About 300 people, mostly local residents and forest staff, were using sponges to remove 350,000 litres of oil spilled into the Shela river by the ship Southern Star 7 Nov 9, Bangladesh's Forest Conservation chief Yunus Ali said Monday.
So far, they have cleaned 40,200 liters of the spill, which has severely affected regions up to five kms away -- and to a lesser extent, an area of around 300 sq km -- in a sanctuary that is home to an endangered species of dolphins, according to Ali.
The region is also a habitat for several rare or endangered species such as the Royal Bengal Tiger and the salt water crocodile.
The Bangladesh Petrol Corporation has offered 30 takas (or $0.39) for every litre of oil recovered from the river in the Sunderbans.
Authorities dispatched the vessel Kandari 10 to apply chemical dispersants in the area.
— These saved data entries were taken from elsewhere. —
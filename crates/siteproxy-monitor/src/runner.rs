//! Remote command execution
//!
//! Probes talk to a site's administrative command interface over SSH. The
//! transport sits behind [`CommandRunner`] so parsing and scoring can be
//! exercised without a network.

use async_trait::async_trait;
use siteproxy_core::{MonitorConfig, SiteDescriptor};
use std::path::PathBuf;
use std::process::Stdio;
use std::time::Duration;
use tokio::process::Command;
use tracing::debug;

use crate::ProbeError;

/// Administrative commands issued against a site
#[derive(Debug, Clone, Copy, PartialEq, Eq, Hash)]
pub enum RemoteCommand {
    /// Lightweight reachability check
    Version,
    /// Active session listing
    ShowConnections,
    /// Background task queue listing
    ShowQueue,
}

impl RemoteCommand {
    /// Arguments following the command prefix
    pub fn args(&self) -> &'static [&'static str] {
        match self {
            RemoteCommand::Version => &["version"],
            RemoteCommand::ShowConnections => &["show-connections", "-w"],
            RemoteCommand::ShowQueue => &["show-queue", "-w"],
        }
    }
}

impl std::fmt::Display for RemoteCommand {
    fn fmt(&self, f: &mut std::fmt::Formatter<'_>) -> std::fmt::Result {
        write!(f, "{}", self.args().join(" "))
    }
}

/// Runs one remote command for a site and returns its standard output
#[async_trait]
pub trait CommandRunner: Send + Sync {
    /// Execute `command` against `site`
    async fn run(&self, site: &SiteDescriptor, command: RemoteCommand)
        -> Result<String, ProbeError>;

    /// Get the runner name
    fn name(&self) -> &'static str;
}

/// SSH runner configuration
#[derive(Debug, Clone)]
pub struct SshRunnerConfig {
    /// Path to the ssh client
    pub ssh_binary: PathBuf,
    /// Command namespace on the remote side
    pub command_prefix: String,
    /// Passed to ssh as `ConnectTimeout`
    pub connect_timeout: Duration,
    /// Hard limit for the whole command
    pub command_timeout: Duration,
}

impl Default for SshRunnerConfig {
    fn default() -> Self {
        Self::from(&MonitorConfig::default())
    }
}

impl From<&MonitorConfig> for SshRunnerConfig {
    fn from(config: &MonitorConfig) -> Self {
        Self {
            ssh_binary: PathBuf::from(&config.ssh_binary),
            command_prefix: config.command_prefix.clone(),
            connect_timeout: Duration::from_secs(config.connect_timeout_secs),
            command_timeout: Duration::from_secs(config.command_timeout_secs),
        }
    }
}

/// Runs commands through the system `ssh` client
pub struct SshRunner {
    config: SshRunnerConfig,
}

impl SshRunner {
    /// Create a new SSH runner
    pub fn new(config: SshRunnerConfig) -> Self {
        Self { config }
    }

    /// Build the ssh invocation for a command
    fn build_command(&self, site: &SiteDescriptor, command: RemoteCommand) -> Command {
        let mut cmd = Command::new(&self.config.ssh_binary);

        cmd.arg("-p").arg(site.port.to_string());
        cmd.arg("-o").arg(format!(
            "ConnectTimeout={}",
            self.config.connect_timeout.as_secs().max(1)
        ));
        // Never stop for a password or host key prompt
        cmd.arg("-o").arg("BatchMode=yes");

        if let Some(key) = &site.key {
            cmd.arg("-i").arg(key);
        }

        cmd.arg(site.destination());
        cmd.arg(&self.config.command_prefix);
        cmd.args(command.args());

        cmd.stdin(Stdio::null());
        cmd.stdout(Stdio::piped());
        cmd.stderr(Stdio::piped());
        cmd.kill_on_drop(true);

        cmd
    }
}

impl Default for SshRunner {
    fn default() -> Self {
        Self::new(SshRunnerConfig::default())
    }
}

#[async_trait]
impl CommandRunner for SshRunner {
    async fn run(
        &self,
        site: &SiteDescriptor,
        command: RemoteCommand,
    ) -> Result<String, ProbeError> {
        let mut cmd = self.build_command(site, command);

        debug!(
            site = %site.name,
            destination = %site.destination(),
            command = %command,
            "Running remote command"
        );

        let output = tokio::time::timeout(self.config.command_timeout, cmd.output())
            .await
            .map_err(|_| ProbeError::Timeout(self.config.command_timeout))?
            .map_err(|e| ProbeError::Spawn {
                program: self.config.ssh_binary.display().to_string(),
                reason: e.to_string(),
            })?;

        if !output.status.success() {
            return Err(ProbeError::Exit {
                status: output.status.to_string(),
                stderr: String::from_utf8_lossy(&output.stderr).trim().to_string(),
            });
        }

        Ok(String::from_utf8_lossy(&output.stdout).into_owned())
    }

    fn name(&self) -> &'static str {
        "ssh"
    }
}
However, despite the ship having reached the disaster spot, the assignment was put on hold while the environment ministry studies the effects of the chemical on local fauna, according to the Dhaka Tribune.
United Nations Development Programme Country Director for Bangladesh Pauline Tamesis said the incident showed the need for a total ban on commercial ships in the Sunderbans region.
"Global experience shows that this kind of incident has long-term environmental consequences," Tamesis said in a statement.
Sunderbans, which means "beautiful forests" in Bengali, has an extension of 10,000 sq km between India and Bangladesh forming a network of canals, rivers and islands.